The old philosphical problem of whether the red I see the the same red that you see kind of highlights how the reds could plausibly be incomparable while the practical reality that color talk is possible is not in question.
Posts made by members of the LessWrong 2.0 team are typically made from the perspective of the individual - even when they are writing in their capacity as LessWrong team members. My (Ruby’s) model of the team’s reason for this is that even if there are collective decisions, there are no collective models. Not real models.
When the team agrees to do something, it is only because enough of the individual team members individually have models which indicate it is the right thing to do. Our models might be roughly the same at a high-level such that you can describe a “common denominator” model, but this isn’t an actual model held by an actual person. I think such “common denominator” group models are undesirable for at least the following reasons:
Crucially, group models which get shared externally are very often not the models which were used to make decisions. If you want to understand a decision, you want the actual model which generated it.
Given the goal of sharing our actual true thinking with the outside world (rather than nicely curated PR announcements), the LessWrong team has the rough policy that we speak from our personal point of view and avoid committing to an impersonal, authoritative, “official view of LessWrong.”
I suspect (and I believe the team generally agrees) that individual team members posting from their own points of view will ultimately result in the outside world having a better understanding of our thinking (individual and collective) than if we attempt to aggregate our individual models into the “organization’s models”. Organizations don’t have models, people do.
That said, we talk a lot to each other and our models are correlated. We tend to agree on the broad outline of things, e.g. we agree at the crudest level that LessWrong is about rationality and intellectual progress, even if we don’t agree on more detailed framings and relative emphasis.

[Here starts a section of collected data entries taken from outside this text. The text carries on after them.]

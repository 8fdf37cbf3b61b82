use super::common::{create_dialog_block, create_input_paragraph, create_instructions_paragraph, shortcuts};
use crate::constants::{DIALOG_TITLE_ATTENDANCE, DIALOG_TITLE_GRADE};
use crate::ui::layout::LayoutManager;
use ratatui::{
    layout::{Alignment, Constraint, Direction, Layout, Rect},
    style::{Color, Modifier, Style},
    widgets::{Clear, Paragraph},
    Frame,
};

pub fn render_grade_dialog(f: &mut Frame, area: Rect, event_title: &str, input_buffer: &str) {
    let dialog_area = LayoutManager::centered_rect_lines(50, 10, area);
    f.render_widget(Clear, dialog_area);

    let main_block = create_dialog_block(DIALOG_TITLE_GRADE, Color::Cyan);
    let inner_area = main_block.inner(dialog_area);
    let chunks = Layout::default()
        .direction(Direction::Vertical)
        .margin(1)
        .constraints([
            Constraint::Length(1), // Event title
            Constraint::Length(3), // Score input
            Constraint::Length(1), // Instructions
        ])
        .split(inner_area);

    let title = Paragraph::new(event_title.to_string())
        .style(Style::default().fg(Color::White).add_modifier(Modifier::BOLD))
        .alignment(Alignment::Center);

    let input = create_input_paragraph(input_buffer, "Score", true, false);
    let instructions = create_instructions_paragraph(&[shortcuts::ENTER_SAVE, shortcuts::ESC_CANCEL]);

    f.render_widget(main_block, dialog_area);
    f.render_widget(title, chunks[0]);
    f.render_widget(input, chunks[1]);
    f.render_widget(instructions, chunks[2]);
}

pub fn render_attendance_dialog(f: &mut Frame, area: Rect, event_title: &str, attended: bool) {
    let dialog_area = LayoutManager::centered_rect_lines(50, 9, area);
    f.render_widget(Clear, dialog_area);

    let main_block = create_dialog_block(DIALOG_TITLE_ATTENDANCE, Color::Cyan);
    let inner_area = main_block.inner(dialog_area);
    let chunks = Layout::default()
        .direction(Direction::Vertical)
        .margin(1)
        .constraints([Constraint::Length(1), Constraint::Length(2), Constraint::Length(1)])
        .split(inner_area);

    let title = Paragraph::new(event_title.to_string())
        .style(Style::default().fg(Color::White).add_modifier(Modifier::BOLD))
        .alignment(Alignment::Center);

    let (mark, color) = if attended {
        ("[x] Attended", Color::Green)
    } else {
        ("[ ] Attended", Color::Gray)
    };
    let toggle = Paragraph::new(mark)
        .style(Style::default().fg(color))
        .alignment(Alignment::Center);

    let instructions = create_instructions_paragraph(&[
        ("Space", Color::Cyan, " Toggle"),
        shortcuts::ENTER_SAVE,
        shortcuts::ESC_CANCEL,
    ]);

    f.render_widget(main_block, dialog_area);
    f.render_widget(title, chunks[0]);
    f.render_widget(toggle, chunks[1]);
    f.render_widget(instructions, chunks[2]);
}
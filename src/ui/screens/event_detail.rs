use super::field_line;
use crate::constants::{ITEM_REMOVED_PLACEHOLDER, NO_NOTES_PLACEHOLDER, NO_SUBJECT_PLACEHOLDER};
use crate::entities::{Event, EventKind};
use crate::session::Session;
use crate::ui::components::dialogs::common::{shortcuts, InstructionShortcut};
use crate::ui::core::{Action, Component, DialogType};
use crate::utils::datetime;
use crossterm::event::{KeyCode, KeyEvent};
use ratatui::{
    layout::Rect,
    style::{Color, Modifier, Style},
    text::{Line, Span},
    widgets::{Block, BorderType, Borders, Paragraph, Wrap},
    Frame,
};

pub struct EventDetailScreen {
    date_format: String,
}

impl EventDetailScreen {
    pub fn new(date_format: String) -> Self {
        Self { date_format }
    }

    fn status_line(event: &Event) -> Line<'static> {
        match event.kind {
            EventKind::Class => {
                let status = match event.attendance {
                    Some(true) => "Attended",
                    Some(false) => "Absent",
                    None => "Not recorded",
                };
                field_line("Attendance", status)
            }
            EventKind::Assignment => {
                let grade = event
                    .grade
                    .map(|score| score.to_string())
                    .unwrap_or_else(|| "Not graded".to_string());
                field_line("Grade", grade)
            }
            EventKind::Other => field_line("Status", if event.completed { "Submitted" } else { "Pending" }),
        }
    }

    /// Formatted date followed by how far it is from today
    fn date_label(&self, session: &Session, event: &Event) -> String {
        let formatted = datetime::format_optional(event.date, &self.date_format);
        match event.date {
            Some(date) => format!("{} ({})", formatted, datetime::format_relative_date(date, session.today())),
            None => formatted,
        }
    }

    fn event_lines(&self, session: &Session, event: &Event) -> Vec<Line<'static>> {
        let time = if event.start_time.is_empty() {
            "-".to_string()
        } else {
            format!("{} - {}", event.start_time, event.end_time)
        };
        let subject = session
            .store()
            .subject_label_for(event)
            .unwrap_or_else(|| NO_SUBJECT_PLACEHOLDER.to_string());
        let notes = if event.notes.is_empty() {
            NO_NOTES_PLACEHOLDER.to_string()
        } else {
            event.notes.clone()
        };

        vec![
            Line::from(Span::styled(
                event.title.clone(),
                Style::default().fg(Color::White).add_modifier(Modifier::BOLD),
            )),
            Line::default(),
            field_line("Type", event.kind.to_string()),
            field_line("Date", self.date_label(session, event)),
            field_line("Time", time),
            field_line("Subject", subject),
            field_line("Notes", notes),
            Line::default(),
            Self::status_line(event),
        ]
    }
}

impl Component for EventDetailScreen {
    fn handle_key_events(&mut self, key: KeyEvent, session: &Session) -> Action {
        let Some(event) = session.selected_event() else {
            return match key.code {
                KeyCode::Backspace => Action::Back,
                _ => Action::None,
            };
        };

        match (key.code, event.kind) {
            (KeyCode::Char('e'), _) => Action::EditEvent,
            (KeyCode::Char('g'), EventKind::Assignment) => Action::ShowDialog(DialogType::RecordGrade {
                event_id: event.id,
                current: event.grade.map(|score| score.to_string()).unwrap_or_default(),
            }),
            (KeyCode::Char('t'), EventKind::Class) => Action::ShowDialog(DialogType::RecordAttendance {
                event_id: event.id,
                attended: event.attendance.unwrap_or(false),
            }),
            (KeyCode::Char('m'), EventKind::Other) => Action::ToggleCompleted(event.id),
            (KeyCode::Backspace, _) => Action::Back,
            _ => Action::None,
        }
    }

    fn render(&mut self, f: &mut Frame, rect: Rect, session: &Session) {
        let lines = match session.selected_event() {
            Some(event) => self.event_lines(session, event),
            None => vec![Line::from(Span::styled(
                ITEM_REMOVED_PLACEHOLDER,
                Style::default().fg(Color::DarkGray),
            ))],
        };

        let paragraph = Paragraph::new(lines)
            .block(Block::default().borders(Borders::ALL).border_type(BorderType::Rounded))
            .wrap(Wrap { trim: false });
        f.render_widget(paragraph, rect);
    }

    fn key_hints(&self, session: &Session) -> Vec<InstructionShortcut> {
        let mut hints = vec![shortcuts::EDIT];
        match session.selected_event().map(|event| event.kind) {
            Some(EventKind::Class) => hints.push(("t", Color::Cyan, " Attendance")),
            Some(EventKind::Assignment) => hints.push(("g", Color::Cyan, " Grade")),
            Some(EventKind::Other) => hints.push(("m", Color::Cyan, " Mark submitted")),
            None => hints.clear(),
        }
        hints.push(shortcuts::ESC_BACK);
        hints
    }
}
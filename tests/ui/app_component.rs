use async_trait::async_trait;
use crossterm::event::{KeyCode, KeyEvent, KeyModifiers};
use school_planner::auth::{AuthError, Authenticator, Credentials};
use school_planner::config::Config;
use school_planner::constants::{SUCCESS_EVENT_CREATED, SUCCESS_GRADE_CLEARED, SUCCESS_GRADE_RECORDED};
use school_planner::logger::Logger;
use school_planner::navigation::{Tab, ViewId};
use school_planner::ui::core::{DialogType, EventType};
use school_planner::ui::AppComponent;

pub fn test_config() -> Config {
    let mut config = Config::default();
    config.display.today = Some("2024-03-15".to_string());
    config
}

async fn press(app: &mut AppComponent, code: KeyCode) {
    press_with(app, code, KeyModifiers::NONE).await;
}

async fn press_with(app: &mut AppComponent, code: KeyCode, modifiers: KeyModifiers) {
    app.handle_event(EventType::Key(KeyEvent::new(code, modifiers)))
        .await
        .unwrap();
}

async fn type_text(app: &mut AppComponent, text: &str) {
    for c in text.chars() {
        press(app, KeyCode::Char(c)).await;
    }
}

pub async fn logged_in_app() -> AppComponent {
    let mut app = AppComponent::new(&test_config(), Logger::new());
    type_text(&mut app, "byron").await;
    press(&mut app, KeyCode::Enter).await;
    app
}

struct RejectAll;

#[async_trait]
impl Authenticator for RejectAll {
    fn name(&self) -> &str {
        "reject-all"
    }

    async fn authenticate(&self, credentials: &Credentials) -> Result<(), AuthError> {
        Err(AuthError::InvalidCredentials(credentials.username.clone()))
    }
}

#[tokio::test]
async fn test_login_with_any_credentials() {
    let mut app = AppComponent::new(&test_config(), Logger::new());
    assert_eq!(app.current_view(), ViewId::Login);

    // 'q' is text on the login form, not quit
    type_text(&mut app, "q").await;
    assert!(!app.should_quit());

    press(&mut app, KeyCode::Enter).await;
    assert_eq!(app.current_view(), ViewId::Home);
}

#[tokio::test]
async fn test_rejected_login_shows_error() {
    let mut app = AppComponent::with_authenticator(&test_config(), Logger::new(), Box::new(RejectAll));
    type_text(&mut app, "nobody").await;
    press(&mut app, KeyCode::Enter).await;

    assert_eq!(app.current_view(), ViewId::Login);
    assert!(matches!(app.dialog_type(), Some(DialogType::Error(_))));

    // Any key dismisses the error
    press(&mut app, KeyCode::Char('x')).await;
    assert!(app.dialog_type().is_none());
}

#[tokio::test]
async fn test_tab_keys_switch_views() {
    let mut app = logged_in_app().await;

    press(&mut app, KeyCode::Char('2')).await;
    assert_eq!(app.current_view(), ViewId::SubjectList);

    press(&mut app, KeyCode::Right).await;
    assert_eq!(app.current_view(), ViewId::Profile);

    press(&mut app, KeyCode::Right).await;
    assert_eq!(app.current_view(), ViewId::Home);
    assert_eq!(app.session().active_tab(), Tab::Home);
}

#[tokio::test]
async fn test_open_subject_and_go_back() {
    let mut app = logged_in_app().await;
    press(&mut app, KeyCode::Char('2')).await;

    press(&mut app, KeyCode::Down).await;
    press(&mut app, KeyCode::Enter).await;
    assert_eq!(app.current_view(), ViewId::SubjectDetail);
    assert_eq!(app.session().selection().subject, Some(2));

    press(&mut app, KeyCode::Esc).await;
    assert_eq!(app.current_view(), ViewId::SubjectList);
}

#[tokio::test]
async fn test_add_subject_through_the_form() {
    let mut app = logged_in_app().await;
    press(&mut app, KeyCode::Char('2')).await;
    press(&mut app, KeyCode::Char('a')).await;
    assert_eq!(app.current_view(), ViewId::EditSubject);

    type_text(&mut app, "Redes II").await;
    press(&mut app, KeyCode::Tab).await;
    type_text(&mut app, "Ana").await;
    press(&mut app, KeyCode::Enter).await;

    assert_eq!(app.current_view(), ViewId::SubjectList);
    let subject = app.session().store().subjects().last().unwrap();
    assert_eq!(subject.name, "Redes II");
    assert_eq!(subject.teacher, "Ana");
}

#[tokio::test]
async fn test_edit_form_is_prefilled() {
    let mut app = logged_in_app().await;
    press(&mut app, KeyCode::Char('2')).await;
    press(&mut app, KeyCode::Enter).await;
    press(&mut app, KeyCode::Char('e')).await;
    assert_eq!(app.current_view(), ViewId::EditSubject);

    // Append to the prefilled name and save
    type_text(&mut app, " I").await;
    press(&mut app, KeyCode::Enter).await;

    assert_eq!(app.current_view(), ViewId::SubjectDetail);
    assert_eq!(
        app.session().store().subject(1).unwrap().name,
        "Desarrollo de aplicaciones móviles I"
    );
}

#[tokio::test]
async fn test_ctrl_d_deletes_subject() {
    let mut app = logged_in_app().await;
    press(&mut app, KeyCode::Char('2')).await;
    press(&mut app, KeyCode::Enter).await;
    press(&mut app, KeyCode::Char('e')).await;
    press_with(&mut app, KeyCode::Char('d'), KeyModifiers::CONTROL).await;

    assert_eq!(app.current_view(), ViewId::SubjectList);
    assert!(app.session().store().subject(1).is_none());
}

#[tokio::test]
async fn test_quick_add_event_from_home() {
    let mut app = logged_in_app().await;

    // Quick-add row sits after today's two events
    press(&mut app, KeyCode::Char('a')).await;
    assert_eq!(app.current_view(), ViewId::EditEvent);

    type_text(&mut app, "Estudiar").await;
    press(&mut app, KeyCode::Tab).await;
    press(&mut app, KeyCode::Tab).await;
    press(&mut app, KeyCode::Right).await;
    press(&mut app, KeyCode::Enter).await;

    assert_eq!(app.current_view(), ViewId::Home);
    assert_eq!(app.status_message(), Some(SUCCESS_EVENT_CREATED));

    let store = app.session().store();
    let event = store.events().last().unwrap();
    assert_eq!(event.title, "Estudiar");
    assert_eq!(event.subject_id, Some(1));
    assert_eq!(store.events_on(app.session().today()).len(), 3);
}

#[tokio::test]
async fn test_event_form_keeps_removed_subject() {
    let mut app = logged_in_app().await;
    app.handle_app_action(school_planner::ui::core::Action::DeleteSubject(1)).await;
    press(&mut app, KeyCode::Char('1')).await;

    // Event 1 belongs to the deleted subject
    press(&mut app, KeyCode::Enter).await;
    assert_eq!(app.session().selection().event, Some(1));
    press(&mut app, KeyCode::Char('e')).await;
    assert_eq!(app.current_view(), ViewId::EditEvent);
    press(&mut app, KeyCode::Enter).await;
    assert_eq!(app.session().store().event(1).unwrap().subject_id, Some(1));

    // Picking another subject goes through the id lookup
    press(&mut app, KeyCode::Char('e')).await;
    press(&mut app, KeyCode::Tab).await;
    press(&mut app, KeyCode::Tab).await;
    press(&mut app, KeyCode::Left).await;
    press(&mut app, KeyCode::Enter).await;
    assert_eq!(app.session().store().event(1).unwrap().subject_id, Some(3));
}

#[tokio::test]
async fn test_record_grade_on_assignment() {
    let mut app = logged_in_app().await;
    press(&mut app, KeyCode::Down).await;
    press(&mut app, KeyCode::Enter).await;
    assert_eq!(app.session().selection().event, Some(2));

    press(&mut app, KeyCode::Char('g')).await;
    assert_eq!(
        app.dialog_type(),
        Some(&DialogType::RecordGrade {
            event_id: 2,
            current: String::new()
        })
    );

    type_text(&mut app, "8,5").await;
    press(&mut app, KeyCode::Enter).await;

    assert!(app.dialog_type().is_none());
    assert_eq!(app.session().store().event(2).unwrap().grade, Some(8.5));
    assert_eq!(app.status_message(), Some(SUCCESS_GRADE_RECORDED));
}

#[tokio::test]
async fn test_reopened_grade_dialog_keeps_recorded_grade() {
    let mut app = logged_in_app().await;
    press(&mut app, KeyCode::Down).await;
    press(&mut app, KeyCode::Enter).await;

    press(&mut app, KeyCode::Char('g')).await;
    type_text(&mut app, "9").await;
    press(&mut app, KeyCode::Enter).await;
    assert_eq!(app.session().store().event(2).unwrap().grade, Some(9.0));

    // Reopen and confirm without typing
    press(&mut app, KeyCode::Char('g')).await;
    assert_eq!(
        app.dialog_type(),
        Some(&DialogType::RecordGrade {
            event_id: 2,
            current: "9".to_string()
        })
    );
    press(&mut app, KeyCode::Enter).await;
    assert_eq!(app.session().store().event(2).unwrap().grade, Some(9.0));
    assert_eq!(app.status_message(), Some(SUCCESS_GRADE_RECORDED));

    // Text that is not a number is refused with an error
    press(&mut app, KeyCode::Char('g')).await;
    press(&mut app, KeyCode::Backspace).await;
    type_text(&mut app, "abc").await;
    press(&mut app, KeyCode::Enter).await;
    assert!(matches!(app.dialog_type(), Some(DialogType::Error(_))));
    assert_eq!(app.session().store().event(2).unwrap().grade, Some(9.0));
    assert_ne!(app.status_message(), Some(SUCCESS_GRADE_RECORDED));
    press(&mut app, KeyCode::Esc).await;

    // Erasing the grade clears it
    press(&mut app, KeyCode::Char('g')).await;
    press(&mut app, KeyCode::Backspace).await;
    press(&mut app, KeyCode::Enter).await;
    assert_eq!(app.session().store().event(2).unwrap().grade, None);
    assert_eq!(app.status_message(), Some(SUCCESS_GRADE_CLEARED));
}

#[tokio::test]
async fn test_attendance_only_for_classes() {
    let mut app = logged_in_app().await;
    press(&mut app, KeyCode::Down).await;
    press(&mut app, KeyCode::Enter).await;

    // Event 2 is an assignment
    press(&mut app, KeyCode::Char('t')).await;
    assert!(app.dialog_type().is_none());

    press(&mut app, KeyCode::Esc).await;
    press(&mut app, KeyCode::Up).await;
    press(&mut app, KeyCode::Enter).await;
    press(&mut app, KeyCode::Char('t')).await;
    press(&mut app, KeyCode::Char(' ')).await;
    press(&mut app, KeyCode::Enter).await;

    assert_eq!(app.session().store().event(1).unwrap().attendance, Some(true));
}

#[tokio::test]
async fn test_change_password_mismatch_then_success() {
    let mut app = logged_in_app().await;
    press(&mut app, KeyCode::Char('3')).await;
    press(&mut app, KeyCode::Char('p')).await;
    assert_eq!(app.current_view(), ViewId::ChangePassword);

    type_text(&mut app, "123").await;
    press(&mut app, KeyCode::Tab).await;
    type_text(&mut app, "abc").await;
    press(&mut app, KeyCode::Tab).await;
    type_text(&mut app, "abd").await;
    press(&mut app, KeyCode::Enter).await;
    assert!(matches!(app.dialog_type(), Some(DialogType::Error(_))));
    assert_eq!(app.current_view(), ViewId::ChangePassword);

    press(&mut app, KeyCode::Esc).await;
    press(&mut app, KeyCode::Backspace).await;
    type_text(&mut app, "c").await;
    press(&mut app, KeyCode::Enter).await;

    assert_eq!(app.current_view(), ViewId::Profile);
    assert_eq!(app.session().user().password, "abc");
}

#[tokio::test]
async fn test_logout_brings_back_fresh_data() {
    let mut app = logged_in_app().await;
    app.handle_app_action(school_planner::ui::core::Action::DeleteSubject(1)).await;
    assert!(app.session().store().subject(1).is_none());

    press(&mut app, KeyCode::Char('3')).await;
    press(&mut app, KeyCode::Char('l')).await;
    assert_eq!(app.current_view(), ViewId::Login);
    assert!(app.session().store().subject(1).is_some());
}

#[tokio::test]
async fn test_help_and_logs_dialogs() {
    let mut app = logged_in_app().await;

    press(&mut app, KeyCode::Char('?')).await;
    assert_eq!(app.dialog_type(), Some(&DialogType::Help));
    // Dialog keys do not reach the screen
    press(&mut app, KeyCode::Char('2')).await;
    assert_eq!(app.current_view(), ViewId::Home);
    press(&mut app, KeyCode::Esc).await;
    assert!(app.dialog_type().is_none());

    press(&mut app, KeyCode::Char('G')).await;
    assert_eq!(app.dialog_type(), Some(&DialogType::Logs));
    press(&mut app, KeyCode::Char('q')).await;
    assert!(app.dialog_type().is_none());
    assert!(!app.should_quit());
}

#[tokio::test]
async fn test_quit_keys() {
    let mut app = logged_in_app().await;
    press(&mut app, KeyCode::Char('q')).await;
    assert!(app.should_quit());

    let mut app = AppComponent::new(&test_config(), Logger::new());
    press_with(&mut app, KeyCode::Char('c'), KeyModifiers::CONTROL).await;
    assert!(app.should_quit());
}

We think roughly like each other, but don’t be surprised if a different team member says about a high-level vision post I wrote that it’s not their model of it or that they don't agree with every detail.
Seemingly, this communication policy might allow us (the LessWrong team) to weasel out of our public statements. “Oh, that’s just what Ruby said - the rest of us never said that.” This is far from the intention. This policy is focused on how we communicate our reasons for doing things rather than statements about our commitments or actions. If a LessWrong team member says the LessWrong team plans to do something (especially major directions), it’s fair game to hold the entire team accountable for doing that thing.